Le scelte effettuate risultano oltretutto in contrasto con le norme vigenti. Il docente con più alto punteggio in graduatoria viene assegnato al plesso della frazione distante 15 chilometri, nonostante nella sede centrale fossero disponibili cattedre coperte da colleghi con punteggio inferiore. Una docente con diritto di precedenza ex art. 13 del CCNI, in quanto madre di un figlio disabile residente nel comune della sede principale, viene anch’essa spostata al plesso periferico, con grave sacrificio personale e familiare. Nessuna motivazione scritta accompagna il provvedimento: le assegnazioni sono disposte con criteri non dichiarati, che appaiono arbitrari.

In questo caso la violazione è totale. Non solo manca il rispetto del procediemnto che prevede criteri del Consiglio e proposte del Collegio, ma vengono ignorati criteri legali e contrattuali fondamentali, come la continuità didattica, la tutela delle precedenze e l’uso della graduatoria interna. L’assenza di motivazione aggrava ulteriormente la situazione, determinando un vizio insanabile.
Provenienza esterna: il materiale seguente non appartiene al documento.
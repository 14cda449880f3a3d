//! Nutrition calculation module
//!
//! Handles lenient numeric parsing, portion rescaling and aggregation.

pub mod aggregate;
pub mod parse;
pub mod rescale;

pub use aggregate::{aggregate, aggregate_workouts, WorkoutTotals};
pub use parse::{parse_int_or_zero, parse_or_zero};
pub use rescale::{rescale_portion, round_calories, round_macro};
Il provvedimento del Dirigente risulta dunque radicalmente illegittimo, annullabile in ogni sede e suscettibile di sospensione cautelare, data la gravità delle conseguenze che produce sui docenti interessati.
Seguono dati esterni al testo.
//! AI edge functions
//!
//! Food photo analysis, workout routine generation and free-form content
//! generation, all delegated to hosted functions.

pub mod client;
pub mod types;

use std::path::Path;

use base64::{engine::general_purpose::STANDARD, Engine as _};
use tracing::{info, instrument, warn};

pub use client::{EdgeError, EdgeFunctions, EdgeResult, HttpEdgeClient};
pub use types::{
    AnalyzeFoodRequest, ContentGenerationParams, ContentGenerationResult, ContentType, DaySchedule,
    FoodAnalysisResult, RoutineExercise, TextGenerationRequest, TokenUsage, WorkoutResponse,
    WorkoutRoutine, WorkoutRoutineRequest,
};

/// Shortest prompt accepted for content generation
pub const MIN_PROMPT_CHARS: usize = 3;

const DEFAULT_TEMPERATURE: f64 = 0.7;
const DEFAULT_MAX_TOKENS: u32 = 1000;
const DEFAULT_FORMAT: &str = "markdown";
const DEFAULT_MODEL: &str = "gpt-4o";

/// Guess an image MIME type from its file extension
pub fn mime_from_path(path: &Path) -> &'static str {
    let ext = path
        .extension()
        .and_then(|e| e.to_str())
        .map(|e| e.to_lowercase())
        .unwrap_or_default();

    match ext.as_str() {
        "jpg" | "jpeg" => "image/jpeg",
        "png" => "image/png",
        "webp" => "image/webp",
        "heic" => "image/heic",
        "gif" => "image/gif",
        _ => "application/octet-stream",
    }
}

/// Encode image bytes as a `data:` URL
pub fn image_data_url(bytes: &[u8], mime: &str) -> String {
    format!("data:{};base64,{}", mime, STANDARD.encode(bytes))
}

/// Send a meal photo for analysis
#[instrument(skip(client, image_data_url))]
pub async fn analyze_food(
    client: &dyn EdgeFunctions,
    image_data_url: String,
) -> EdgeResult<FoodAnalysisResult> {
    if image_data_url.is_empty() {
        return Err(EdgeError::InvalidRequest("Image is empty".to_string()));
    }

    let result = client
        .analyze_food(&AnalyzeFoodRequest { image_base64: image_data_url })
        .await?;

    info!(
        foods = result.foods.len(),
        duration_ms = result.duration_ms,
        "food analysis finished"
    );
    Ok(result)
}

/// Ask for a weekly workout routine
#[instrument(skip(client))]
pub async fn generate_routine(
    client: &dyn EdgeFunctions,
    request: WorkoutRoutineRequest,
) -> EdgeResult<WorkoutResponse> {
    if request.goal.is_empty() {
        return Err(EdgeError::InvalidRequest("Please enter a fitness goal.".to_string()));
    }

    let response = client.generate_workout_routine(&request).await?;
    info!(
        days = response.routine.weekly_schedule.len(),
        exercises = response.routine.exercise_count(),
        "workout routine generated"
    );
    Ok(response)
}

/// Build the wire request for `generate-text`, validating the prompt
pub fn build_text_request(params: &ContentGenerationParams) -> EdgeResult<TextGenerationRequest> {
    let prompt = params.prompt.trim();
    if prompt.chars().count() < MIN_PROMPT_CHARS {
        return Err(EdgeError::InvalidRequest(format!(
            "Prompt must be at least {} characters.",
            MIN_PROMPT_CHARS
        )));
    }

    Ok(TextGenerationRequest {
        prompt: prompt.to_string(),
        system: params
            .system
            .clone()
            .filter(|s| !s.trim().is_empty())
            .unwrap_or_else(|| params.content_type.system_prompt().to_string()),
        temperature: params.temperature.unwrap_or(DEFAULT_TEMPERATURE),
        max_tokens: params.max_tokens.unwrap_or(DEFAULT_MAX_TOKENS),
        format: params.format.clone().unwrap_or_else(|| DEFAULT_FORMAT.to_string()),
        model: params.model.clone().unwrap_or_else(|| DEFAULT_MODEL.to_string()),
    })
}

/// Generate content and fetch the stored text
#[instrument(skip(client, params), fields(content_type = params.content_type.as_str()))]
pub async fn generate_content(
    client: &dyn EdgeFunctions,
    params: &ContentGenerationParams,
) -> EdgeResult<ContentGenerationResult> {
    let request = build_text_request(params)?;
    info!(prompt_len = request.prompt.len(), model = %request.model, "generating content");

    let mut result = client.generate_text(&request).await?;
    let text = client.fetch_text(&result.url).await.map_err(|e| {
        warn!(error = %e, url = %result.url, "failed to fetch generated text");
        e
    })?;

    info!(chars = text.len(), "generated text fetched");
    result.content = Some(text);
    Ok(result)
}

#[cfg(test)]
pub(crate) mod fake {
    //! Canned edge functions for tests

    use std::sync::Mutex;

    use async_trait::async_trait;

    use super::*;
    use crate::models::FoodItem;

    #[derive(Default)]
    pub struct FakeEdge {
        pub foods: Vec<FoodItem>,
        pub fail_with: Option<String>,
        pub text: String,
        pub requests: Mutex<Vec<String>>,
    }

    impl FakeEdge {
        fn check(&self, what: &str) -> EdgeResult<()> {
            self.requests.lock().unwrap().push(what.to_string());
            match &self.fail_with {
                Some(message) => Err(EdgeError::Function(message.clone())),
                None => Ok(()),
            }
        }
    }

    #[async_trait]
    impl EdgeFunctions for FakeEdge {
        async fn analyze_food(&self, request: &AnalyzeFoodRequest) -> EdgeResult<FoodAnalysisResult> {
            self.check(&request.image_base64)?;
            Ok(FoodAnalysisResult {
                foods: self.foods.clone(),
                total_calories: self.foods.iter().map(|f| f.calories).sum(),
                total_protein: self.foods.iter().map(|f| f.protein).sum(),
                total_carbs: self.foods.iter().map(|f| f.carbs).sum(),
                total_fat: self.foods.iter().map(|f| f.fat).sum(),
                duration_ms: 12,
            })
        }

        async fn generate_workout_routine(
            &self,
            request: &WorkoutRoutineRequest,
        ) -> EdgeResult<WorkoutResponse> {
            self.check(&request.goal)?;
            Ok(WorkoutResponse {
                routine: WorkoutRoutine {
                    goal: request.goal.clone(),
                    days_per_week: request.days_per_week,
                    session_duration: request.session_duration,
                    weekly_schedule: vec![DaySchedule {
                        day: "Monday".to_string(),
                        focus: "Full body".to_string(),
                        exercises: vec![RoutineExercise {
                            name: "Squat".to_string(),
                            sets: 3,
                            reps: "10".to_string(),
                            rest: "60s".to_string(),
                            notes: None,
                            instruction_image_url: Some("https://img.test/squat.png".to_string()),
                        }],
                    }],
                    tips: vec!["Warm up first".to_string()],
                    progression_plan: "Add 2.5kg per week".to_string(),
                },
                generated_at: "2026-01-10T08:00:00Z".to_string(),
            })
        }

        async fn generate_text(
            &self,
            request: &TextGenerationRequest,
        ) -> EdgeResult<ContentGenerationResult> {
            self.check(&request.system)?;
            Ok(ContentGenerationResult {
                url: "https://storage.test/out.md".to_string(),
                path: "out.md".to_string(),
                duration_ms: 40,
                model: request.model.clone(),
                input_images: 0,
                tokens: None,
                format: Some(request.format.clone()),
                content: None,
            })
        }

        async fn fetch_text(&self, url: &str) -> EdgeResult<String> {
            self.check(url)?;
            Ok(self.text.clone())
        }
    }
}

#[cfg(test)]
mod tests {
    use super::fake::FakeEdge;
    use super::*;
    use crate::models::FoodItem;

    #[test]
    fn test_mime_from_path() {
        assert_eq!(mime_from_path(Path::new("meal.JPG")), "image/jpeg");
        assert_eq!(mime_from_path(Path::new("/tmp/a.png")), "image/png");
        assert_eq!(mime_from_path(Path::new("noext")), "application/octet-stream");
    }

    #[test]
    fn test_image_data_url() {
        assert_eq!(image_data_url(b"hi", "image/png"), "data:image/png;base64,aGk=");
    }

    #[test]
    fn test_short_prompt_rejected() {
        let params = ContentGenerationParams {
            prompt: "  hi ".to_string(),
            ..Default::default()
        };
        let err = build_text_request(&params).unwrap_err();
        assert_eq!(err.to_string(), "Prompt must be at least 3 characters.");
    }

    #[test]
    fn test_text_request_defaults() {
        let params = ContentGenerationParams {
            prompt: " Five tips for recovery ".to_string(),
            content_type: ContentType::Tips,
            ..Default::default()
        };
        let req = build_text_request(&params).unwrap();
        assert_eq!(req.prompt, "Five tips for recovery");
        assert_eq!(req.system, ContentType::Tips.system_prompt());
        assert_eq!(req.temperature, 0.7);
        assert_eq!(req.max_tokens, 1000);
        assert_eq!(req.format, "markdown");
        assert_eq!(req.model, "gpt-4o");
    }

    #[tokio::test]
    async fn test_generate_content_fetches_text() {
        let edge = FakeEdge {
            text: "# Recovery\n- Sleep".to_string(),
            ..Default::default()
        };
        let params = ContentGenerationParams {
            prompt: "recovery tips".to_string(),
            content_type: ContentType::Tips,
            ..Default::default()
        };
        let result = generate_content(&edge, &params).await.unwrap();
        assert_eq!(result.content.as_deref(), Some("# Recovery\n- Sleep"));
        let requests = edge.requests.lock().unwrap();
        assert_eq!(requests.len(), 2);
        assert_eq!(requests[1], "https://storage.test/out.md");
    }

    #[tokio::test]
    async fn test_analyze_food_passes_through() {
        let edge = FakeEdge {
            foods: vec![FoodItem {
                name: "Apple".to_string(),
                portion_size_grams: 180.0,
                calories: 95.0,
                protein: 0.5,
                carbs: 25.0,
                fat: 0.3,
                confidence: 0.95,
            }],
            ..Default::default()
        };
        let result = analyze_food(&edge, image_data_url(b"jpeg", "image/jpeg")).await.unwrap();
        assert_eq!(result.foods.len(), 1);
        assert_eq!(result.total_calories, 95.0);
    }

    #[tokio::test]
    async fn test_function_error_surfaces() {
        let edge = FakeEdge {
            fail_with: Some("Rate limited".to_string()),
            ..Default::default()
        };
        let err = generate_routine(&edge, WorkoutRoutineRequest::new("Get strong", None, None, None))
            .await
            .unwrap_err();
        assert_eq!(err.to_string(), "Rate limited");
    }

    #[tokio::test]
    async fn test_empty_goal_rejected_without_call() {
        let edge = FakeEdge::default();
        let err = generate_routine(&edge, WorkoutRoutineRequest::new("  ", None, None, None))
            .await
            .unwrap_err();
        assert!(matches!(err, EdgeError::InvalidRequest(_)));
        assert!(edge.requests.lock().unwrap().is_empty());
    }
}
In definitiva, l’assegnazione dei docenti alle classi non può essere considerata un mero atto gestionale rimesso all’arbitrio del dirigente scolastico, bensì un procedimento amministrativo a tutti gli effetti, che deve rispettare criteri, proposte collegiali e obblighi di trasparenza. La stessa ANAC, con la Delibera n. 430/2016, ha inserito tale fase organizzativa tra i processi a più alto rischio corruttivo, proprio perché eventuali scelte discrezionali non sorrette da motivazioni oggettive possono tradursi in favoritismi o discriminazioni.
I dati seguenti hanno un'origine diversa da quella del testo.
//! Edge function client
//!
//! The trait is the seam: the server holds an `Arc<dyn EdgeFunctions>` built
//! at startup, and tests swap in a fake.

use std::time::Duration;

use async_trait::async_trait;
use serde::de::DeserializeOwned;
use serde::Serialize;
use thiserror::Error;
use tracing::{debug, error, instrument};

use super::types::{
    AnalyzeFoodRequest, ContentGenerationResult, FoodAnalysisResult, TextGenerationRequest,
    WorkoutResponse, WorkoutRoutineRequest,
};

pub const ANALYZE_FOOD: &str = "analyze-food";
pub const GENERATE_TEXT: &str = "generate-text";
pub const GENERATE_WORKOUT_ROUTINE: &str = "generate-workout-routine";

/// Edge function error types
#[derive(Debug, Error)]
pub enum EdgeError {
    #[error("{0}")]
    Function(String),

    #[error("HTTP error: {0}")]
    Http(#[from] reqwest::Error),

    #[error("Invalid response from {function}: {message}")]
    Decode { function: String, message: String },

    #[error("{0}")]
    InvalidRequest(String),

    #[error("AI features are not configured (set FITAI_FUNCTIONS_URL and FITAI_FUNCTIONS_KEY)")]
    NotConfigured,
}

/// Result type for edge function calls
pub type EdgeResult<T> = Result<T, EdgeError>;

/// Remote AI functions used by the tracker
#[async_trait]
pub trait EdgeFunctions: Send + Sync {
    async fn analyze_food(&self, request: &AnalyzeFoodRequest) -> EdgeResult<FoodAnalysisResult>;

    async fn generate_workout_routine(
        &self,
        request: &WorkoutRoutineRequest,
    ) -> EdgeResult<WorkoutResponse>;

    async fn generate_text(
        &self,
        request: &TextGenerationRequest,
    ) -> EdgeResult<ContentGenerationResult>;

    /// Download generated text from the URL returned by `generate_text`
    async fn fetch_text(&self, url: &str) -> EdgeResult<String>;
}

/// HTTP implementation against a hosted functions endpoint
#[derive(Clone)]
pub struct HttpEdgeClient {
    http: reqwest::Client,
    base_url: String,
    api_key: String,
}

impl HttpEdgeClient {
    pub fn new(base_url: &str, api_key: &str, timeout: Duration) -> EdgeResult<Self> {
        let http = reqwest::Client::builder().timeout(timeout).build()?;
        Ok(Self {
            http,
            base_url: base_url.trim_end_matches('/').to_string(),
            api_key: api_key.to_string(),
        })
    }

    fn function_url(&self, name: &str) -> String {
        format!("{}/functions/v1/{}", self.base_url, name)
    }

    #[instrument(skip(self, body))]
    async fn invoke<B, R>(&self, name: &str, body: &B, fallback: &str) -> EdgeResult<R>
    where
        B: Serialize + Sync + ?Sized,
        R: DeserializeOwned,
    {
        let response = self
            .http
            .post(self.function_url(name))
            .bearer_auth(&self.api_key)
            .header("apikey", &self.api_key)
            .json(body)
            .send()
            .await?;

        let status = response.status();
        let text = response.text().await?;
        debug!(%status, bytes = text.len(), "edge function responded");

        if !status.is_success() {
            let message = function_error_message(&text, fallback);
            error!(%status, %message, "edge function failed");
            return Err(EdgeError::Function(message));
        }

        serde_json::from_str(&text).map_err(|e| EdgeError::Decode {
            function: name.to_string(),
            message: e.to_string(),
        })
    }
}

/// Pull a readable message out of an error body
fn function_error_message(body: &str, fallback: &str) -> String {
    let from_json = serde_json::from_str::<serde_json::Value>(body).ok().and_then(|v| {
        ["error", "message"]
            .iter()
            .find_map(|key| v.get(*key).and_then(|m| m.as_str()).map(str::to_string))
    });

    from_json
        .filter(|m| !m.trim().is_empty())
        .unwrap_or_else(|| fallback.to_string())
}

#[async_trait]
impl EdgeFunctions for HttpEdgeClient {
    async fn analyze_food(&self, request: &AnalyzeFoodRequest) -> EdgeResult<FoodAnalysisResult> {
        self.invoke(ANALYZE_FOOD, request, "Analysis failed").await
    }

    async fn generate_workout_routine(
        &self,
        request: &WorkoutRoutineRequest,
    ) -> EdgeResult<WorkoutResponse> {
        self.invoke(GENERATE_WORKOUT_ROUTINE, request, "Failed to generate workout routine")
            .await
    }

    async fn generate_text(
        &self,
        request: &TextGenerationRequest,
    ) -> EdgeResult<ContentGenerationResult> {
        self.invoke(GENERATE_TEXT, request, "Function error").await
    }

    async fn fetch_text(&self, url: &str) -> EdgeResult<String> {
        let response = self.http.get(url).send().await?.error_for_status()?;
        Ok(response.text().await?)
    }
}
La normativa (d.lgs. 297/94) delinea con chiarezza la sequenza procedurale: criteri del Consiglio di Istituto, proposte del Collegio Docenti, decisione finale del Dirigente. La giurisprudenza più recente – dalla Cassazione (sent. n. 11548/2020) al Tribunale di Potenza (sent. n. 60/2022) – ha ribadito che la violazione di tale sequenza e la mancata motivazione comportano l’illegittimità del provvedimento, con conseguente annullamento.

Per questo, trasparenza e pubblicità degli atti non sono meri adempimenti formali, ma strumenti essenziali di prevenzione. Pubblicare criteri, graduatorie interne e provvedimenti di assegnazione significa ridurre al minimo il rischio di manipolazioni e garantire pari trattamento a tutti i docenti. Solo una gestione improntata a regole chiare e verificabili consente di coniugare l’autonomia organizzativa del dirigente con la tutela dei diritti dei docenti e con l’interesse primario degli studenti alla continuità didattica e alla qualità dell’insegnamento.